▸ WHAT NEEDS TO BE DONE: The required result is a copy of each line below in which "that" appears.

=-=-=

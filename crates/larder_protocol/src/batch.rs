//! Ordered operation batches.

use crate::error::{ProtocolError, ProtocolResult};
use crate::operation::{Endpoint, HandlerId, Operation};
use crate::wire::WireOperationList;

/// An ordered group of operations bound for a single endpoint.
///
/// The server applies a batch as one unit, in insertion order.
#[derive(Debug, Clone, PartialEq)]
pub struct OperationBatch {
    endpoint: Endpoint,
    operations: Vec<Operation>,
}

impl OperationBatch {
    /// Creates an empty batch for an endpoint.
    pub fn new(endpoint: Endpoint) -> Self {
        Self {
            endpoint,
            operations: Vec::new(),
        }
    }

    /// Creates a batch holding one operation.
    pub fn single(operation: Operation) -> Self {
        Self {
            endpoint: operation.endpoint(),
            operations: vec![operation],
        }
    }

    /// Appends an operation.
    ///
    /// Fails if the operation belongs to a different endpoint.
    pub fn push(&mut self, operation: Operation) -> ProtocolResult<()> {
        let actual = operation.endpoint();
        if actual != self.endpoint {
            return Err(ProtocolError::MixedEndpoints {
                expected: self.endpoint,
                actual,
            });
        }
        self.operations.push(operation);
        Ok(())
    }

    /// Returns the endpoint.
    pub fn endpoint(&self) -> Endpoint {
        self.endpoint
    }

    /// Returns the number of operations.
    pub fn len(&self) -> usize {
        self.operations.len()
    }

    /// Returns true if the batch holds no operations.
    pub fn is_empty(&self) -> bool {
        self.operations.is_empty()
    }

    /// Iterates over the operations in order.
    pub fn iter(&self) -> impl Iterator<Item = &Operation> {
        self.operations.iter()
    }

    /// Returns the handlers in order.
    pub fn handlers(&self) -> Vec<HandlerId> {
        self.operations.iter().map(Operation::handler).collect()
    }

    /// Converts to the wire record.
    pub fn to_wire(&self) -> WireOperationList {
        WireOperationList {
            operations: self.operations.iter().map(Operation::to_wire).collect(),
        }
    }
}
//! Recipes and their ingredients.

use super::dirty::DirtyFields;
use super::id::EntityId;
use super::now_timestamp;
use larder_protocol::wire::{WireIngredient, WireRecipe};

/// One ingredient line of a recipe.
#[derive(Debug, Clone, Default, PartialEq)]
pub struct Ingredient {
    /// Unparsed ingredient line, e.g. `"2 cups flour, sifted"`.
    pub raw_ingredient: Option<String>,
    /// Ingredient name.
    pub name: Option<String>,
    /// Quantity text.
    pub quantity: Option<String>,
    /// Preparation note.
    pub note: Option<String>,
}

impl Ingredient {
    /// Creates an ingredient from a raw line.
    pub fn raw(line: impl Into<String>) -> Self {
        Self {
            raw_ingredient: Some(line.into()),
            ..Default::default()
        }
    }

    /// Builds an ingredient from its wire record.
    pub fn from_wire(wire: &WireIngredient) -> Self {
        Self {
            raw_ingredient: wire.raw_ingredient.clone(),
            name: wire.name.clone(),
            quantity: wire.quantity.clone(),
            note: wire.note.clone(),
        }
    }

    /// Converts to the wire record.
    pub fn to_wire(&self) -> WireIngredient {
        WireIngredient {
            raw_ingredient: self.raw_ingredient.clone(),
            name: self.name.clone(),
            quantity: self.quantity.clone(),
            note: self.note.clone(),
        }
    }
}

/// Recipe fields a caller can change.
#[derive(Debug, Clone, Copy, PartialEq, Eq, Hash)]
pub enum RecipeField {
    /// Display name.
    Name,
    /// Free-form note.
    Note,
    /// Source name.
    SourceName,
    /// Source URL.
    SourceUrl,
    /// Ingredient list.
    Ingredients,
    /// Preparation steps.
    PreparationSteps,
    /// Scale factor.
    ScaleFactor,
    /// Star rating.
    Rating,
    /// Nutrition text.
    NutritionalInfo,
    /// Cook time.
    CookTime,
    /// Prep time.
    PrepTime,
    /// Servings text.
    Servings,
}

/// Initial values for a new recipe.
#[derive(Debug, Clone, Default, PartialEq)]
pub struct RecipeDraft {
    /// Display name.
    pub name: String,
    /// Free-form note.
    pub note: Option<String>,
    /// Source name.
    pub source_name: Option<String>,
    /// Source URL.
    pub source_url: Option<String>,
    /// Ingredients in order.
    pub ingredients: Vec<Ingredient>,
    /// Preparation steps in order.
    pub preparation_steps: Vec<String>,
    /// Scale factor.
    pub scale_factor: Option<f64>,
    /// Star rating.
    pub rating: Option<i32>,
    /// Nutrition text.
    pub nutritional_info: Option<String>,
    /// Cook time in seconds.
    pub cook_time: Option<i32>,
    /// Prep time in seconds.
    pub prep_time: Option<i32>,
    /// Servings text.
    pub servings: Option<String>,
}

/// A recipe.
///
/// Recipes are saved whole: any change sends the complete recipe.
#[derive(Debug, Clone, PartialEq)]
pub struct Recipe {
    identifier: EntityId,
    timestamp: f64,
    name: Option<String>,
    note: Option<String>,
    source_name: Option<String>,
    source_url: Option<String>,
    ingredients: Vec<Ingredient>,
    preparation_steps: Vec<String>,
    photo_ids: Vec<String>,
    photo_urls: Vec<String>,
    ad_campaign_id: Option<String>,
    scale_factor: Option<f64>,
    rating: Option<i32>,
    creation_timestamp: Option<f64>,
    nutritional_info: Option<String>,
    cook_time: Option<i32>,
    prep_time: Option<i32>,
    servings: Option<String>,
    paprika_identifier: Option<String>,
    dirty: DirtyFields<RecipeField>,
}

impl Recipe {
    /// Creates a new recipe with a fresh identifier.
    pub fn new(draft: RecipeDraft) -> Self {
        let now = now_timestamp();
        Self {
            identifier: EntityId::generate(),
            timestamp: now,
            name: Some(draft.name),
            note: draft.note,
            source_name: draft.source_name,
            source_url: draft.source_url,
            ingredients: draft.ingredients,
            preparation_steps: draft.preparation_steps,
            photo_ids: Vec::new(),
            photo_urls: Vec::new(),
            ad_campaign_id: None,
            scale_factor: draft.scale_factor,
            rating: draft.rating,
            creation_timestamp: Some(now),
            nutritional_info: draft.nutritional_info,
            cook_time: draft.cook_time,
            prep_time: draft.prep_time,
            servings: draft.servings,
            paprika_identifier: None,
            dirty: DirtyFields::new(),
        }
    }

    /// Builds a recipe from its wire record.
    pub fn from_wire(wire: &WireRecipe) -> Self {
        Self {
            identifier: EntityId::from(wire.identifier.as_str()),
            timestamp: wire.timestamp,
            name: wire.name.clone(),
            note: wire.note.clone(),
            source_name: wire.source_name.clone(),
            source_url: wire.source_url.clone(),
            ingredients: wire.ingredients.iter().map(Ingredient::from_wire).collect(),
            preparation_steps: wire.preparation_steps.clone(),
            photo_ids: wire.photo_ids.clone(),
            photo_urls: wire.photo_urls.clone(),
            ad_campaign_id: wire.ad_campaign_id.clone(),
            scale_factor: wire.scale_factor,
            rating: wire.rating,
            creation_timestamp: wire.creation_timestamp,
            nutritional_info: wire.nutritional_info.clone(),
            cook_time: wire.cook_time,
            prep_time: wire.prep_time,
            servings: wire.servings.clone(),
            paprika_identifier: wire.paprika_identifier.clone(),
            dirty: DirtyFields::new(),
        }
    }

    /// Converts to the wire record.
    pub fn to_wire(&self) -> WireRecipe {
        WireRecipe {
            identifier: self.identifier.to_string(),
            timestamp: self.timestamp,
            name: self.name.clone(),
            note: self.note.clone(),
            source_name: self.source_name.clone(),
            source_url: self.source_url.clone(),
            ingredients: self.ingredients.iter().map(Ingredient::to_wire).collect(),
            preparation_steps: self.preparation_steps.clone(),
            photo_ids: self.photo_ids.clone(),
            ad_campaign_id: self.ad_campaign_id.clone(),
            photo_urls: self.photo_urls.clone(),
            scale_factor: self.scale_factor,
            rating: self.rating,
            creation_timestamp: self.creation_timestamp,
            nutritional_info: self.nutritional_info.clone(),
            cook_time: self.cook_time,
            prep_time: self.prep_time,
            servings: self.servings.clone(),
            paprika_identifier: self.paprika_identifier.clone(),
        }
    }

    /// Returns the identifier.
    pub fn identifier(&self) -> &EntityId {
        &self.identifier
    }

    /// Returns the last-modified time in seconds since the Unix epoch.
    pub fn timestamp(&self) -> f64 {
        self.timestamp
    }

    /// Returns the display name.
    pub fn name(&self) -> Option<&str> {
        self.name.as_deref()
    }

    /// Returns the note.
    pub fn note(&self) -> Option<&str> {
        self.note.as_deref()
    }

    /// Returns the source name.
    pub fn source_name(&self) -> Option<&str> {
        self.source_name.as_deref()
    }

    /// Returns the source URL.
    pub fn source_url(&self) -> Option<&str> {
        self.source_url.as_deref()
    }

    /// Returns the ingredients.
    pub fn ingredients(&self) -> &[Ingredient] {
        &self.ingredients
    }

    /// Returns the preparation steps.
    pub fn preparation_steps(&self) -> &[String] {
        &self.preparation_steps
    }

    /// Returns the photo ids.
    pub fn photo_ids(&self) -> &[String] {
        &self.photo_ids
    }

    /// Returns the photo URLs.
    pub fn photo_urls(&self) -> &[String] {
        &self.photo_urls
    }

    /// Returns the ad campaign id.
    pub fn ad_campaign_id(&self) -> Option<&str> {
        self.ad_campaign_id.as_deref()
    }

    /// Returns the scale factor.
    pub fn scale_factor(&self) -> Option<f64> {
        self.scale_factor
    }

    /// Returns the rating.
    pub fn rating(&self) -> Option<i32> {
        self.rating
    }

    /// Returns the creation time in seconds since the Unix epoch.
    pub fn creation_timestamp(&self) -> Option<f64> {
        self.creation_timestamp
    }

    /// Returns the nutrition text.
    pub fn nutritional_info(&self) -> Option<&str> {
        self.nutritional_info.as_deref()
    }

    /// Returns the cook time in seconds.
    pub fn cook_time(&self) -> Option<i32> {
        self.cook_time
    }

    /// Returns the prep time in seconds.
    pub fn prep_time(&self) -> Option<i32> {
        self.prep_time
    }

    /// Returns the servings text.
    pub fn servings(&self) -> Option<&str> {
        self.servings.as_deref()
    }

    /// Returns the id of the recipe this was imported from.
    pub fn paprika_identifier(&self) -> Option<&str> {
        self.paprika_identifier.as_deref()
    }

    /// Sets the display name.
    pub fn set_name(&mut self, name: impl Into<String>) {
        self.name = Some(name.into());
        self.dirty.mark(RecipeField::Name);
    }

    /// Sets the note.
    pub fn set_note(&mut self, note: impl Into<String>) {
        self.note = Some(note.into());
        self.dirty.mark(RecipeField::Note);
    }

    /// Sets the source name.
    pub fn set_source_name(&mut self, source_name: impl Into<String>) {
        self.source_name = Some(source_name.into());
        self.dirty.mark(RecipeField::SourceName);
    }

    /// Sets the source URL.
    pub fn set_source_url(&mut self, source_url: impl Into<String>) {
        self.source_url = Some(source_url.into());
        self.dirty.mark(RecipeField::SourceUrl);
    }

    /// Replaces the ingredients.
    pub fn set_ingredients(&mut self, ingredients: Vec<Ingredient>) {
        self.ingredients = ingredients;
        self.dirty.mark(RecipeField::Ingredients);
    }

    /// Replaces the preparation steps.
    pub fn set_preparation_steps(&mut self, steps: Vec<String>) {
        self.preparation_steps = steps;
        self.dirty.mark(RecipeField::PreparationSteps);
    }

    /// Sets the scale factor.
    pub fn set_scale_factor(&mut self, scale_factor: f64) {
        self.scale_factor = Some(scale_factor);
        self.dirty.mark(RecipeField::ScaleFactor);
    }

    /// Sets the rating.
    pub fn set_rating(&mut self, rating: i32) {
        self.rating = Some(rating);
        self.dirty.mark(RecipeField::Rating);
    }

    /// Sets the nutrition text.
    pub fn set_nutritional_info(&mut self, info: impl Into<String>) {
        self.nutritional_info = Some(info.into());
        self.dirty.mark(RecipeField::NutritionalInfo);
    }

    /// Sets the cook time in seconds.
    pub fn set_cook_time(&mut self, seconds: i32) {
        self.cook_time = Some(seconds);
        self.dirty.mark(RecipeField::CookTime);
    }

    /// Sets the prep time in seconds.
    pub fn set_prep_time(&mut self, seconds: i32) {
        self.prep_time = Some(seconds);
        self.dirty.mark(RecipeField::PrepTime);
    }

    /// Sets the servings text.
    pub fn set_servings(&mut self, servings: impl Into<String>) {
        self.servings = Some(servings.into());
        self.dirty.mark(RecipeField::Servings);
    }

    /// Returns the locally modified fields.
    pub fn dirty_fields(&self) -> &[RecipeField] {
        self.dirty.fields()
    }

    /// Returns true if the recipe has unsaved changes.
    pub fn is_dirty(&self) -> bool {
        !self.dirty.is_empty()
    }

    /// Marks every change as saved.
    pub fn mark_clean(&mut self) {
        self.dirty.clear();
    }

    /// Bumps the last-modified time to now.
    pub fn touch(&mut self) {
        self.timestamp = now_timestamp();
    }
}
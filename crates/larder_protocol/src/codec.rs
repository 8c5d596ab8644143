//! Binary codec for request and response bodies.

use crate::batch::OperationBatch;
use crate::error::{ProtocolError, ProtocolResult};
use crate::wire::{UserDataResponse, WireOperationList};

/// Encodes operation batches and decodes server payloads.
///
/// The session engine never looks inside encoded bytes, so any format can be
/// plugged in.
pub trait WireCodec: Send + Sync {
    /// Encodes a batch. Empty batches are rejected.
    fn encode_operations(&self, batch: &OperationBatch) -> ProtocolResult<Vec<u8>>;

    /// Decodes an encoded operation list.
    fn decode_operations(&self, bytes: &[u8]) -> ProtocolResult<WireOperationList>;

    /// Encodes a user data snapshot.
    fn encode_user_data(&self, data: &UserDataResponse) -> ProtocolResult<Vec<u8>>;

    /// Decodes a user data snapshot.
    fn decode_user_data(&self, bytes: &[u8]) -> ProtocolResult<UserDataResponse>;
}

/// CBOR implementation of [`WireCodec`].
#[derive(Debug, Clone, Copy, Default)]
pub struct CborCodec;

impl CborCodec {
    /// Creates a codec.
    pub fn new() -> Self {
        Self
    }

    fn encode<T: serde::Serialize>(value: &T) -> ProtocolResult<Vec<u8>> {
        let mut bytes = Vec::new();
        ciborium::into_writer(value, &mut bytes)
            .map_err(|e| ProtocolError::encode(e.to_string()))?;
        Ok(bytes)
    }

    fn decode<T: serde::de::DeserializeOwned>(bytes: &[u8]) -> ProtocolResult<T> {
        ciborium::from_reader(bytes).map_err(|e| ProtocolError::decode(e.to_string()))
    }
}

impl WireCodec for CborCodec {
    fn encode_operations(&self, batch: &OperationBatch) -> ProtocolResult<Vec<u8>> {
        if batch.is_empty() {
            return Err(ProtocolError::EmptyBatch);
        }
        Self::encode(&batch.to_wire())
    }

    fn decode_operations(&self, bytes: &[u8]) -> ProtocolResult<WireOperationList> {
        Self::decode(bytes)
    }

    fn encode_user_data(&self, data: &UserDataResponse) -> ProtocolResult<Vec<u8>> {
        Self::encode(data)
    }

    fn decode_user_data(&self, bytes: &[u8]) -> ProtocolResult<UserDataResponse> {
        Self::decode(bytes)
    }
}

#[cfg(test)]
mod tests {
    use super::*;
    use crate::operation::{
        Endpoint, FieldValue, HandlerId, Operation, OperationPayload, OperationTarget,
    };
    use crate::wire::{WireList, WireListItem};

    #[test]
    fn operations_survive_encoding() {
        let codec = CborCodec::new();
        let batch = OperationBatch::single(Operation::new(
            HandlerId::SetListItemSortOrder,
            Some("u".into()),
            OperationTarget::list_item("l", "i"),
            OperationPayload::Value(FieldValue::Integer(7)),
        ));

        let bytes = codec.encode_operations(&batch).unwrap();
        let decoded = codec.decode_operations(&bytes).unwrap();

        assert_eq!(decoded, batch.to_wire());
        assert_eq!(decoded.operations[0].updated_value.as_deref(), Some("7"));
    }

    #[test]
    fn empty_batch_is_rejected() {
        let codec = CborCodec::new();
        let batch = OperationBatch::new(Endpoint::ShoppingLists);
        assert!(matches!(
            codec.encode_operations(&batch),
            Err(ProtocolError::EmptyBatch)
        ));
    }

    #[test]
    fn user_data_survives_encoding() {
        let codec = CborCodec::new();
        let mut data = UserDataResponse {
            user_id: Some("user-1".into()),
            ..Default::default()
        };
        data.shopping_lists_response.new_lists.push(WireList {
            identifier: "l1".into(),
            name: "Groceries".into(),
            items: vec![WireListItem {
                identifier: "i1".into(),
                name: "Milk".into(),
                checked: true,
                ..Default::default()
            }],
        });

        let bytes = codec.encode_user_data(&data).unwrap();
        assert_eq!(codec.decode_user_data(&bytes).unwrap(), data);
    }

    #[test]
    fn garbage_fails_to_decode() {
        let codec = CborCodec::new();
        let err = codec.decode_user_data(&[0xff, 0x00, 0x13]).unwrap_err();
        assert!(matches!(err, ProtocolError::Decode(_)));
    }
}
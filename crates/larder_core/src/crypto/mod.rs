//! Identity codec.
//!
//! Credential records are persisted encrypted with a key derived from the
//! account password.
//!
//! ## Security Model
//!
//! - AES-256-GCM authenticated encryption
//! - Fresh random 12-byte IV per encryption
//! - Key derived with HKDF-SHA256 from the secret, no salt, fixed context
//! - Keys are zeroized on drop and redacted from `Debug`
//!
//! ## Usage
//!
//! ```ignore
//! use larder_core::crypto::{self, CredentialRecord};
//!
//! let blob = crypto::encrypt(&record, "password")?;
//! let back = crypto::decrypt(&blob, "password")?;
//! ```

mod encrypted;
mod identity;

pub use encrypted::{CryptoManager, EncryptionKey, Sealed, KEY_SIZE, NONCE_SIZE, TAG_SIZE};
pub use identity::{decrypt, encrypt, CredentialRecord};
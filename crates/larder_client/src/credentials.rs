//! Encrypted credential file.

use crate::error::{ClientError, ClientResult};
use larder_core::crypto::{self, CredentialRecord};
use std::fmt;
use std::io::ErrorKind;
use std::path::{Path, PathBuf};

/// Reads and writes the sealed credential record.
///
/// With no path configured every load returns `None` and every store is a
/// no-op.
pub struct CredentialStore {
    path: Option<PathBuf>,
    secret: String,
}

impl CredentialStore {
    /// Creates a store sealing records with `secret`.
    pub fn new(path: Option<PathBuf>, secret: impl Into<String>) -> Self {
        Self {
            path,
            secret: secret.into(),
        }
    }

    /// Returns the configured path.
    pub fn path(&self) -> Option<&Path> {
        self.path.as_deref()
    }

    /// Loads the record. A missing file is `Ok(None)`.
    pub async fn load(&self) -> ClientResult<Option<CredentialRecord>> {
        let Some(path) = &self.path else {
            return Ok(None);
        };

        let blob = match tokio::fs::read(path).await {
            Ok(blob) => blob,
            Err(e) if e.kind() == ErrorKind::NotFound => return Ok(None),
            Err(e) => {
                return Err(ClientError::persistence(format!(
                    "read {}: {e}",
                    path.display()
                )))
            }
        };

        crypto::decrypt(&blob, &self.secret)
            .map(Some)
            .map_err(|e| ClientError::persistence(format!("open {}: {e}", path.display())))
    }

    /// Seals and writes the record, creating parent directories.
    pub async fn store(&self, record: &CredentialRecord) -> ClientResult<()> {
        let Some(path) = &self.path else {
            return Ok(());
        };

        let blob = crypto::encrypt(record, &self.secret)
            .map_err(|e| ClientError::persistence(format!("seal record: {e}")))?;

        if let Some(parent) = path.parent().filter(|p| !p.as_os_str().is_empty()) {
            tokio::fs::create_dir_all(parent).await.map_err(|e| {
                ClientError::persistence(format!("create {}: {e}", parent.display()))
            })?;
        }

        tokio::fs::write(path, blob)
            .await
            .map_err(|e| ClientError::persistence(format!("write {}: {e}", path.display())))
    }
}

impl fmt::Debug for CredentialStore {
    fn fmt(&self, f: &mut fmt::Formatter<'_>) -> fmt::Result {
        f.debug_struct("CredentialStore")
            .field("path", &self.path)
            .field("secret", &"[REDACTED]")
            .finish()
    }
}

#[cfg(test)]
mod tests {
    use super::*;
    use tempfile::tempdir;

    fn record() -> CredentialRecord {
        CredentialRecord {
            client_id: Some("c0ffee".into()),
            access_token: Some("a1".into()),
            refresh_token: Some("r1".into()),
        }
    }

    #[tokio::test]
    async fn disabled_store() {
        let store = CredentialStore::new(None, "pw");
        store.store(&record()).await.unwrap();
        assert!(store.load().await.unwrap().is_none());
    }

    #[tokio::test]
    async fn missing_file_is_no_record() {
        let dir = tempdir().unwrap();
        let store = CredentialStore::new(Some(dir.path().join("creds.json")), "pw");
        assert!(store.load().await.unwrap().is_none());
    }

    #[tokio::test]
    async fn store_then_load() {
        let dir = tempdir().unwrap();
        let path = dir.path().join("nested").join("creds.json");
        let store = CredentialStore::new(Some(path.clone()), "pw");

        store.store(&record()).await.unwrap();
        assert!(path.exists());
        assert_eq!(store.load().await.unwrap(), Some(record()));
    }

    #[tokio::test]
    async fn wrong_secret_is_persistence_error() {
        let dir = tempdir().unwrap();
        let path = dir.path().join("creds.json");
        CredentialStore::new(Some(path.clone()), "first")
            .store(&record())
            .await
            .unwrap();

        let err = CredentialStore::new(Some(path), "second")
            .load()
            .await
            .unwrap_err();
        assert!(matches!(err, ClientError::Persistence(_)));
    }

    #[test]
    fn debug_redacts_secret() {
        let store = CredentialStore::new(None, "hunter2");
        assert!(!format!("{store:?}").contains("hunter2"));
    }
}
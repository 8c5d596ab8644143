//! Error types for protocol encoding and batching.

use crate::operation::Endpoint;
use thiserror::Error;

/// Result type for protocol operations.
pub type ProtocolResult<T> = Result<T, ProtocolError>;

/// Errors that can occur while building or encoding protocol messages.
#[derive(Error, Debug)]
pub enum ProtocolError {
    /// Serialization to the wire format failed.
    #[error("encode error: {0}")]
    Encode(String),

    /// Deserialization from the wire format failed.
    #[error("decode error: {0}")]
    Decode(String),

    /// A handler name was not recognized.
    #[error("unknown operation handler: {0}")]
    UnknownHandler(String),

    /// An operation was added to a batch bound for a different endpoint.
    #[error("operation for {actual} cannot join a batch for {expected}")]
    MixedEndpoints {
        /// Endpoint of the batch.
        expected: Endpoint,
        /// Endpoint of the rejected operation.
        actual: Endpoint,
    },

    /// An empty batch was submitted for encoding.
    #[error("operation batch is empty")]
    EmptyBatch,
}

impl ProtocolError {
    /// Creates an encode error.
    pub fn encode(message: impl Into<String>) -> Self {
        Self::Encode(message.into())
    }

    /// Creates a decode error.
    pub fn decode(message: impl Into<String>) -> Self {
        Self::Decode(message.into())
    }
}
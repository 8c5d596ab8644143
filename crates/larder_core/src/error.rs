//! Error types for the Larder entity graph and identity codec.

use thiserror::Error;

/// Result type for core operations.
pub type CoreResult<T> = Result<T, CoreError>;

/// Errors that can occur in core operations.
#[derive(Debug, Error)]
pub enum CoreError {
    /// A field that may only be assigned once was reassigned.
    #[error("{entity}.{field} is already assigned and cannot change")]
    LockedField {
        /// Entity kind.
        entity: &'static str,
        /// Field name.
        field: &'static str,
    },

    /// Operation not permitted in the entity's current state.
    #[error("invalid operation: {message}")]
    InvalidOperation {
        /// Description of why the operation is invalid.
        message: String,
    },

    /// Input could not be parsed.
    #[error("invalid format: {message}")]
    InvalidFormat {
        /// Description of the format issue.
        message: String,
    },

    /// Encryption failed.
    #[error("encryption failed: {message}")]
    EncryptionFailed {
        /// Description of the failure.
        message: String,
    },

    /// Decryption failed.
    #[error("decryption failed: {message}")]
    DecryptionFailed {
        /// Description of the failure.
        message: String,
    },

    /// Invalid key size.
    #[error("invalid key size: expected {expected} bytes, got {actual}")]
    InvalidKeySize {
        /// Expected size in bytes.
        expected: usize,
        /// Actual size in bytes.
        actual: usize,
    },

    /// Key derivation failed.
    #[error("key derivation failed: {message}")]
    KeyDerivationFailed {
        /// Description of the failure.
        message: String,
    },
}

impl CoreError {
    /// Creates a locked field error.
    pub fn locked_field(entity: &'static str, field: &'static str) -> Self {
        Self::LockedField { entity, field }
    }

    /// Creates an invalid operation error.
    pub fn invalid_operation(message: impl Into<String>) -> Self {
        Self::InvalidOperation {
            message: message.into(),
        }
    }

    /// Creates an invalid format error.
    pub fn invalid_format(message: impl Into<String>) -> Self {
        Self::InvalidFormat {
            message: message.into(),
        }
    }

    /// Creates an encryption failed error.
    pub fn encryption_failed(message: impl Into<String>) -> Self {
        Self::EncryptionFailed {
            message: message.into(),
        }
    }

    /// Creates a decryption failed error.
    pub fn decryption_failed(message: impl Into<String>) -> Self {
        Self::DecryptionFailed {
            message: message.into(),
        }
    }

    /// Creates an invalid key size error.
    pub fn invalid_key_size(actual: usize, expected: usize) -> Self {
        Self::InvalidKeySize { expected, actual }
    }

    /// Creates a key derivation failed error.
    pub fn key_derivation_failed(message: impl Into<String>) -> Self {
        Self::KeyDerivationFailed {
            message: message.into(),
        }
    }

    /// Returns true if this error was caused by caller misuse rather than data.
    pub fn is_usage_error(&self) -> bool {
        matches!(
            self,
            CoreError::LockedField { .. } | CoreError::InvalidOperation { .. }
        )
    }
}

=-=-=

▸ REPLY:
/// Errors that can occur while building or encoding protocol messages.
/// Errors that can occur in core operations.
    /// A field that may only be assigned once was reassigned.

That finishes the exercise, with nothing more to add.